Based on this early testing success, we wanted to expand our efforts to include a separate database server instance and install a third-party application, Cityworks, onto the Web server. Cityworks Server AWS is a GIS-centric, browser-based work and asset management system. These initiatives took us into 2011. By late winter 2011, we had two Amazon server instances running – a Web server and a geodatabase server. We also had Cityworks operational and running on top of ArcGIS Server in an Amazon cloud instance. We began moving some of our production applications and map services out to the cloud. In spring 2011, we deployed our Pictometry Online software to an Amazon EC2 cloud instance running MySQL. By summer 2011, we had 75% of our enterprise GIS operations running on Amazon cloud servers.
From a GIS administrator’s perspective, our number one benefit derived from using the cloud has been flexibility. The flexibility to deploy a new server instance or an image of an existing server and only pay for the time we use it is extremely valuable. We are better prepared to test new versions of software and custom applications. From an organizational point of view, the biggest benefits have been reliability and the reduced dependency on internal IT resources. The costs are predictable and Amazon provides many options for driving those costs down.
Along the way, we have learned a lot of tips and tricks. The process included some hard lessons and plenty of stops–and-restarts. Successfully moving to the cloud includes careful planning, lots of testing, and resilience. We encountered numerous roadblocks, some large and some small. For example, hosting a production database in the cloud means desktop software users within your network need a way to connect. We tried solving this with database connections (ODBC), but found performance lagged. We then tried connecting via Web services but still didn’t get the performance we needed.

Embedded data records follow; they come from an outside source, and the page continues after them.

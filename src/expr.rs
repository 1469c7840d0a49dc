use smol_str::SmolStr;
use std::{
    fmt::{self, Display, Formatter},
    ops::{Add, Div, Mul, Neg, Sub},
    slice,
    sync::Arc,
};

/// An expression.
///
/// Values are immutable. Every transformation builds a new tree, sharing
/// untouched subtrees with its input, so cloning an [`Expression`] is cheap.
///
/// Subtraction and division have no variant of their own. `a - b` is written
/// as `a + (-1 * b)` and `a / b` as `a * b^-1`.
#[derive(Debug, Clone, PartialEq, Eq, Hash)]
pub enum Expression {
    /// An exact integer.
    Number(i64),
    /// An exact rational, `numerator / denominator`.
    Fraction(i64, i64),
    Symbol(Symbol),
    /// Several terms added together.
    Sum(Arc<[Expression]>),
    /// Several factors multiplied together.
    Product(Arc<[Expression]>),
    /// Raise `base` to the power of `exponent`.
    Power {
        base: Arc<Expression>,
        exponent: Arc<Expression>,
    },
    /// Invoke a builtin function.
    Function {
        function: Builtin,
        operand: Arc<Expression>,
    },
}

impl Expression {
    /// The absorbing "not a number" value.
    pub const UNDEFINED: Expression = Expression::Symbol(Symbol::Undefined);
    /// Euler's number.
    pub const E: Expression = Expression::Symbol(Symbol::E);
    pub const PI: Expression = Expression::Symbol(Symbol::Pi);
    pub const ZERO: Expression = Expression::Number(0);
    pub const ONE: Expression = Expression::Number(1);
    pub const NEGATIVE_ONE: Expression = Expression::Number(-1);

    /// Create a [`Symbol`], recognising the names of the builtin constants.
    pub fn symbol<S: Into<SmolStr>>(name: S) -> Self {
        Expression::Symbol(Symbol::named(name))
    }

    pub fn sum(terms: Vec<Expression>) -> Self {
        Expression::Sum(terms.into())
    }

    pub fn product(factors: Vec<Expression>) -> Self {
        Expression::Product(factors.into())
    }

    pub fn power(base: Expression, exponent: Expression) -> Self {
        Expression::Power {
            base: Arc::new(base),
            exponent: Arc::new(exponent),
        }
    }

    /// The `degree`-th root of `radicand`, i.e. `radicand^(1/degree)`.
    pub fn root(radicand: Expression, degree: i64) -> Self {
        Expression::power(radicand, Expression::Fraction(1, degree))
    }

    pub fn function(function: Builtin, operand: Expression) -> Self {
        Expression::Function {
            function,
            operand: Arc::new(operand),
        }
    }

    /// Raise this expression to some power.
    pub fn pow<X: Into<Expression>>(self, exponent: X) -> Self {
        Expression::power(self, exponent.into())
    }

    /// Is this a numeric constant (a [`Expression::Number`] or
    /// [`Expression::Fraction`])?
    pub fn is_constant(&self) -> bool {
        match self {
            Expression::Number(_) | Expression::Fraction(..) => true,
            _ => false,
        }
    }

    pub fn is_undefined(&self) -> bool {
        *self == Expression::UNDEFINED
    }

    /// The value of a numeric constant as a `(numerator, denominator)` pair.
    pub fn as_rational(&self) -> Option<(i64, i64)> {
        match *self {
            Expression::Number(value) => Some((value, 1)),
            Expression::Fraction(numerator, denominator) => {
                Some((numerator, denominator))
            },
            _ => None,
        }
    }

    /// The base of a power, or the expression itself.
    pub fn base(&self) -> &Expression {
        match self {
            Expression::Power { base, .. } => &**base,
            other => other,
        }
    }

    /// The exponent of a power, or `1`.
    pub fn exponent(&self) -> Expression {
        match self {
            Expression::Power { exponent, .. } => Expression::clone(exponent),
            _ => Expression::ONE,
        }
    }

    /// The numeric coefficient of a term.
    ///
    /// For `3xy` this is `3`, for `xy` it is `1`. Constants have no
    /// coefficient and give [`Expression::UNDEFINED`].
    pub fn coefficient(&self) -> Expression {
        if self.is_constant() {
            return Expression::UNDEFINED;
        }

        match self.factors().first() {
            Some(head) if head.is_constant() => head.clone(),
            _ => Expression::ONE,
        }
    }

    /// The non-constant part of a term, `xy` for both `3xy` and `xy`.
    ///
    /// Constants have no such part and give [`Expression::UNDEFINED`].
    pub fn term(&self) -> Expression {
        if self.is_constant() {
            return Expression::UNDEFINED;
        }

        match self.non_constant_factors() {
            [single] => single.clone(),
            factors => Expression::product(factors.to_vec()),
        }
    }

    /// The factors remaining once a leading numeric coefficient is removed.
    pub(crate) fn non_constant_factors(&self) -> &[Expression] {
        match self {
            Expression::Product(factors)
                if !factors.is_empty() && factors[0].is_constant() =>
            {
                &factors[1..]
            },
            Expression::Product(factors) => &factors[..],
            other => slice::from_ref(other),
        }
    }

    /// The terms of a sum, or the expression itself.
    pub fn terms(&self) -> &[Expression] {
        match self {
            Expression::Sum(terms) => &terms[..],
            other => slice::from_ref(other),
        }
    }

    /// The factors of a product, or the expression itself.
    pub fn factors(&self) -> &[Expression] {
        match self {
            Expression::Product(factors) => &factors[..],
            other => slice::from_ref(other),
        }
    }

    /// The immediate children of this expression.
    pub fn operands(&self) -> Vec<&Expression> {
        match self {
            Expression::Sum(items) | Expression::Product(items) => {
                items.iter().collect()
            },
            Expression::Power { base, exponent } => vec![&**base, &**exponent],
            Expression::Function { operand, .. } => vec![&**operand],
            Expression::Number(_)
            | Expression::Fraction(..)
            | Expression::Symbol(_) => Vec::new(),
        }
    }

    /// Returns `false` when `other` is this expression or one of its complete
    /// sub-expressions.
    pub fn free_of(&self, other: &Expression) -> bool {
        self != other
            && self.operands().into_iter().all(|child| child.free_of(other))
    }

    /// Is this expression free of every expression in `others`?
    pub fn free_of_all<'a, I>(&self, others: I) -> bool
    where
        I: IntoIterator<Item = &'a Expression>,
    {
        others.into_iter().all(|other| self.free_of(other))
    }
}

impl From<i64> for Expression {
    fn from(value: i64) -> Expression { Expression::Number(value) }
}

impl From<i32> for Expression {
    fn from(value: i32) -> Expression { Expression::Number(value.into()) }
}

impl From<Symbol> for Expression {
    fn from(symbol: Symbol) -> Expression { Expression::Symbol(symbol) }
}

/// An opaque, atomic name.
#[derive(Debug, Clone, PartialEq, Eq, Hash)]
pub enum Symbol {
    /// An ordinary unknown, e.g. `x`.
    Variable(SmolStr),
    E,
    Pi,
    /// The result of a mathematically undefined operation.
    Undefined,
}

impl Symbol {
    pub fn named<S: Into<SmolStr>>(name: S) -> Self {
        let name = name.into();

        match name.as_str() {
            "e" => Symbol::E,
            "pi" => Symbol::Pi,
            _ => Symbol::Variable(name),
        }
    }

    pub fn name(&self) -> &str {
        match self {
            Symbol::Variable(name) => name,
            Symbol::E => "e",
            Symbol::Pi => "pi",
            Symbol::Undefined => "Undefined",
        }
    }
}

impl Display for Symbol {
    fn fmt(&self, f: &mut Formatter<'_>) -> fmt::Result {
        write!(f, "{}", self.name())
    }
}

/// Various builtin functions.
#[derive(Debug, Copy, Clone, PartialEq, Eq, Hash)]
pub enum Builtin {
    Sine,
    Cosine,
    Tangent,
    Cosecant,
    Secant,
    Cotangent,
    /// The base-10 logarithm.
    Log,
    NaturalLog,
}

impl Builtin {
    pub const ALL: [Builtin; 8] = [
        Builtin::Sine,
        Builtin::Cosine,
        Builtin::Tangent,
        Builtin::Cosecant,
        Builtin::Secant,
        Builtin::Cotangent,
        Builtin::Log,
        Builtin::NaturalLog,
    ];

    pub fn name(self) -> &'static str {
        match self {
            Builtin::Sine => "sin",
            Builtin::Cosine => "cos",
            Builtin::Tangent => "tan",
            Builtin::Cosecant => "csc",
            Builtin::Secant => "sec",
            Builtin::Cotangent => "cot",
            Builtin::Log => "log",
            Builtin::NaturalLog => "ln",
        }
    }

    pub fn from_name(name: &str) -> Option<Builtin> {
        Builtin::ALL.iter().copied().find(|b| b.name() == name)
    }
}

impl Display for Builtin {
    fn fmt(&self, f: &mut Formatter<'_>) -> fmt::Result {
        write!(f, "{}", self.name())
    }
}

// define some operator overloads to make constructing an expression easier.
// Like the parser, these build the raw tree and never simplify.

impl Add for Expression {
    type Output = Expression;

    fn add(self, rhs: Expression) -> Expression {
        Expression::sum(vec![self, rhs])
    }
}

impl Sub for Expression {
    type Output = Expression;

    fn sub(self, rhs: Expression) -> Expression { self + (-rhs) }
}

impl Mul for Expression {
    type Output = Expression;

    fn mul(self, rhs: Expression) -> Expression {
        Expression::product(vec![self, rhs])
    }
}

impl Div for Expression {
    type Output = Expression;

    fn div(self, rhs: Expression) -> Expression {
        self * rhs.pow(Expression::NEGATIVE_ONE)
    }
}

impl Neg for Expression {
    type Output = Expression;

    fn neg(self) -> Self::Output { Expression::NEGATIVE_ONE * self }
}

Wherever we couldn’t convert a desktop user to a Web-based alternative, we eventually set up “micro” server instances on Amazon’s cloud where our user could login remotely and connect to the cloud database – kind of a cloud-based virtual desktop. This solution has proven to be very reliable.
Another consideration is Internet bandwidth. Like many organizations, we have remote sites where users don’t have the Internet performance we do at the main office. This should be considered ahead of time. Can you upgrade the bandwidth? Can you move the staff? Is remote connectivity an option? We have also spent a considerable amount of time on spatial data replication. Reliable data synchronization is critical to a cloud-based GIS solution. The DCGIS staff documents these speed bumps and all of the other tips and tricks learned along the way. Not surprisingly, our advice for success is detailed planning, thorough testing and a willingness to embrace change.
For the Douglas County GIS Department, running our GIS in the cloud has enabled us to become more flexible, reliable and scalable. Our performance has increased and our costs are roughly the same as they were when we purchased hardware ourselves. As we continue to expand our service and data solutions, the cloud is enabling us to work more efficiently and effectively.